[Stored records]
* * * * *
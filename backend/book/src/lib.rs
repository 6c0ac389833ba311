//! # Book
//!
//! Records shared by the server and the seeding tool.
//!
//! Everything here is plain data: no store access, no I/O. The server owns
//! persistence and authorization.
use std::fmt::{self, Display};

use thiserror::Error;

pub mod ids;
pub mod payloads;
pub mod recipes;
pub mod users;

pub use ids::{ParseIdError, RecordId};
pub use payloads::{DeleteResult, ListOptions, RecipeQuery, SortBy, SortOrder};
pub use recipes::{NewRecipe, Recipe, RecipePatch};
pub use users::{NewUser, User, UserInfo};

/// Every field that failed, reported together.
#[derive(Error, Debug, Clone, PartialEq, Eq)]
pub struct ValidationError {
    pub model: &'static str,
    pub fields: Vec<FieldError>,
}

#[derive(Debug, Clone, PartialEq, Eq)]
pub struct FieldError {
    pub path: &'static str,
    pub message: String,
}

impl ValidationError {
    pub fn new(model: &'static str) -> Self {
        Self {
            model,
            fields: Vec::new(),
        }
    }

    pub fn required(&mut self, path: &'static str) {
        self.fields.push(FieldError {
            path,
            message: format!("Path `{path}` is required."),
        });
    }

    pub fn invalid(&mut self, path: &'static str, err: &ParseIdError) {
        self.fields.push(FieldError {
            path,
            message: format!("{err} at path `{path}`"),
        });
    }

    pub fn into_result(self) -> Result<(), Self> {
        if self.fields.is_empty() { Ok(()) } else { Err(self) }
    }
}

impl Display for ValidationError {
    fn fmt(&self, f: &mut fmt::Formatter<'_>) -> fmt::Result {
        write!(f, "{} validation failed: ", self.model)?;

        for (index, field) in self.fields.iter().enumerate() {
            if index > 0 {
                f.write_str(", ")?;
            }
            write!(f, "{}: {}", field.path, field.message)?;
        }

        Ok(())
    }
}

/// Non-blank lines of a multi-line field, trimmed, in order.
pub fn text_to_list(text: &str) -> Vec<&str> {
    text.lines()
        .map(str::trim)
        .filter(|line| !line.is_empty())
        .collect()
}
* * * * *
### Aim of the task
Pick from the records each line that contains the word "message" and show it.

### Written response
    pub message: String,
            message: format!("Path `{path}` is required."),
            message: format!("{err} at path `{path}`"),
            write!(f, "{}: {}", field.path, field.message)?;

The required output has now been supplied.